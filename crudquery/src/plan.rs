//! Query plan assembly.
//!
//! [`QueryCompiler`] runs every compiler over one [`ListQuery`] and merges the
//! results into a [`QueryPlan`]: the immutable, engine-ready value handed to a
//! [`QueryExecutor`](crate::core::QueryExecutor).

use crate::config::CompilerConfig;
use crate::core::CollectionMetadata;
use crate::errors::QueryError;
use crate::filtering::{
    FilterCompiler, Predicate, SearchCompiler, SortCompiler, SortKey, compile_projection,
    expand_relations,
};
use crate::models::ListQuery;
use crate::pagination::{PaginateOptions, PaginationSpec};
use crate::validation::{CompileReport, ValidationError};

#[derive(Debug, Clone, PartialEq)]
pub struct QueryPlan {
    pub predicate: Predicate,
    pub order: Vec<SortKey>,
    /// `None` returns every field
    pub projection: Option<Vec<String>>,
    /// Relation paths to expand, shallow first
    pub relations: Vec<String>,
    pub skip: u64,
    pub take: u64,
}

/// Combine the caller's mandatory constraint, the filter tree and the search group.
///
/// The result is `mandatory AND filter AND search`, with every top-level OR
/// distributed so each branch is fully conjoined. Missing parts contribute
/// nothing; with no parts at all the plan matches every row.
#[must_use]
pub fn merge(
    filter: Option<Predicate>,
    search: Option<Predicate>,
    mandatory: Option<Predicate>,
) -> Predicate {
    [mandatory, filter, search]
        .into_iter()
        .flatten()
        .fold(Predicate::True, Predicate::distribute)
}

pub struct QueryCompiler<'a> {
    config: &'a CompilerConfig,
    metadata: &'a dyn CollectionMetadata,
}

impl<'a> QueryCompiler<'a> {
    #[must_use]
    pub fn new(config: &'a CompilerConfig, metadata: &'a dyn CollectionMetadata) -> Self {
        Self { config, metadata }
    }

    /// Compile `query` against `collection`, including its pagination window.
    ///
    /// # Errors
    ///
    /// Returns `QueryError::Validation` for out-of-range pagination, undecodable
    /// filter JSON, limit violations, or dropped input under the `Reject` policy.
    pub fn compile(
        &self,
        collection: &str,
        query: &ListQuery,
        options: &PaginateOptions,
    ) -> Result<QueryPlan, QueryError> {
        let pagination = PaginationSpec::resolve(query.page, query.limit, self.config)?;
        self.compile_page(collection, query, options, &pagination)
    }

    /// Compile `query` for an already resolved pagination window.
    ///
    /// # Errors
    ///
    /// Same as [`QueryCompiler::compile`], minus pagination checks.
    pub fn compile_page(
        &self,
        collection: &str,
        query: &ListQuery,
        options: &PaginateOptions,
        pagination: &PaginationSpec,
    ) -> Result<QueryPlan, QueryError> {
        let mut report = CompileReport::new();

        let filter = match &query.filter {
            Some(input) => {
                let group = input.decode()?;
                Some(FilterCompiler::new(self.config).compile_into(&group, &mut report))
            }
            None => None,
        };

        let search = query.search_spec().and_then(|spec| {
            let defaults = if options.default_search_fields.is_empty() {
                self.metadata.default_search_fields(collection)
            } else {
                options.default_search_fields.clone()
            };
            SearchCompiler::new(self.config.max_search_length)
                .with_max_fields(self.config.max_search_fields)
                .compile(&spec, &defaults, &mut report)
        });

        let order = SortCompiler::new(self.config.default_sort_order).compile(
            query.sort_by.as_deref(),
            query.sort_order.as_deref(),
            &mut report,
        );
        let projection = compile_projection(&query.select, &query.exclude, &mut report);
        let relations = expand_relations(
            &query.relation_spec(),
            &options.additional_relations,
            || self.metadata.relation_names(collection),
            &mut report,
        );

        report.finish(self.config.malformed_conditions)?;

        let predicate = merge(filter, search, options.mandatory.clone());
        let leaves = predicate.leaf_count();
        if leaves > self.config.max_predicate_leaves {
            return Err(ValidationError::new(
                "filter",
                format!(
                    "Combined filter and search expand to {leaves} conditions, over the limit of {}",
                    self.config.max_predicate_leaves
                ),
            )
            .into());
        }

        let plan = QueryPlan {
            predicate,
            order,
            projection,
            relations,
            skip: pagination.skip(),
            take: pagination.limit(),
        };
        tracing::debug!(
            collection,
            predicate = %plan.predicate,
            order = ?plan.order.iter().map(ToString::to_string).collect::<Vec<_>>(),
            relations = ?plan.relations,
            skip = plan.skip,
            take = plan.take,
            "Compiled list query"
        );
        Ok(plan)
    }
}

> _Task item_:
Each entry in the data must be copied exactly.

> _Output below_:
filename crudquery/src/plan.rs
//! Query plan assembly.
//!
//! [`QueryCompiler`] runs every compiler over one [`ListQuery`] and merges the
//! results into a [`QueryPlan`]: the immutable, engine-ready value handed to a
//! [`QueryExecutor`](crate::core::QueryExecutor).

use crate::config::CompilerConfig;
use crate::core::CollectionMetadata;
use crate::errors::QueryError;
use crate::filtering::{
    FilterCompiler, Predicate, SearchCompiler, SortCompiler, SortKey, compile_projection,
    expand_relations,
};
use crate::models::ListQuery;
use crate::pagination::{PaginateOptions, PaginationSpec};
use crate::validation::{CompileReport, ValidationError};

#[derive(Debug, Clone, PartialEq)]
pub struct QueryPlan {
    pub predicate: Predicate,
    pub order: Vec<SortKey>,
    /// `None` returns every field
    pub projection: Option<Vec<String>>,
    /// Relation paths to expand, shallow first
    pub relations: Vec<String>,
    pub skip: u64,
    pub take: u64,
}

/// Combine the caller's mandatory constraint, the filter tree and the search group.
///
/// The result is `mandatory AND filter AND search`, with every top-level OR
/// distributed so each branch is fully conjoined. Missing parts contribute
/// nothing; with no parts at all the plan matches every row.
#[must_use]
pub fn merge(
    filter: Option<Predicate>,
    search: Option<Predicate>,
    mandatory: Option<Predicate>,
) -> Predicate {
    [mandatory, filter, search]
        .into_iter()
        .flatten()
        .fold(Predicate::True, Predicate::distribute)
}

pub struct QueryCompiler<'a> {
    config: &'a CompilerConfig,
    metadata: &'a dyn CollectionMetadata,
}

impl<'a> QueryCompiler<'a> {
    #[must_use]
    pub fn new(config: &'a CompilerConfig, metadata: &'a dyn CollectionMetadata) -> Self {
        Self { config, metadata }
    }

    /// Compile `query` against `collection`, including its pagination window.
    ///
    /// # Errors
    ///
    /// Returns `QueryError::Validation` for out-of-range pagination, undecodable
    /// filter JSON, limit violations, or dropped input under the `Reject` policy.
    pub fn compile(
        &self,
        collection: &str,
        query: &ListQuery,
        options: &PaginateOptions,
    ) -> Result<QueryPlan, QueryError> {
        let pagination = PaginationSpec::resolve(query.page, query.limit, self.config)?;
        self.compile_page(collection, query, options, &pagination)
    }

    /// Compile `query` for an already resolved pagination window.
    ///
    /// # Errors
    ///
    /// Same as [`QueryCompiler::compile`], minus pagination checks.
    pub fn compile_page(
        &self,
        collection: &str,
        query: &ListQuery,
        options: &PaginateOptions,
        pagination: &PaginationSpec,
    ) -> Result<QueryPlan, QueryError> {
        let mut report = CompileReport::new();

        let filter = match &query.filter {
            Some(input) => {
                let group = input.decode()?;
                Some(FilterCompiler::new(self.config).compile_into(&group, &mut report))
            }
            None => None,
        };

        let search = query.search_spec().and_then(|spec| {
            let defaults = if options.default_search_fields.is_empty() {
                self.metadata.default_search_fields(collection)
            } else {
                options.default_search_fields.clone()
            };
            SearchCompiler::new(self.config.max_search_length)
                .with_max_fields(self.config.max_search_fields)
                .compile(&spec, &defaults, &mut report)
        });

        let order = SortCompiler::new(self.config.default_sort_order).compile(
            query.sort_by.as_deref(),
            query.sort_order.as_deref(),
            &mut report,
        );
        let projection = compile_projection(&query.select, &query.exclude, &mut report);
        let relations = expand_relations(
            &query.relation_spec(),
            &options.additional_relations,
            || self.metadata.relation_names(collection),
            &mut report,
        );

        report.finish(self.config.malformed_conditions)?;

        let predicate = merge(filter, search, options.mandatory.clone());
        let leaves = predicate.leaf_count();
        if leaves > self.config.max_predicate_leaves {
            return Err(ValidationError::new(
                "filter",
                format!(
                    "Combined filter and search expand to {leaves} conditions, over the limit of {}",
                    self.config.max_predicate_leaves
                ),
            )
            .into());
        }

        let plan = QueryPlan {
            predicate,
            order,
            projection,
            relations,
            skip: pagination.skip(),
            take: pagination.limit(),
        };
        tracing::debug!(
            collection,
            predicate = %plan.predicate,
            order = ?plan.order.iter().map(ToString::to_string).collect::<Vec<_>>(),
            relations = ?plan.relations,
            skip = plan.skip,
            take = plan.take,
            "Compiled list query"
        );
        Ok(plan)
    }
}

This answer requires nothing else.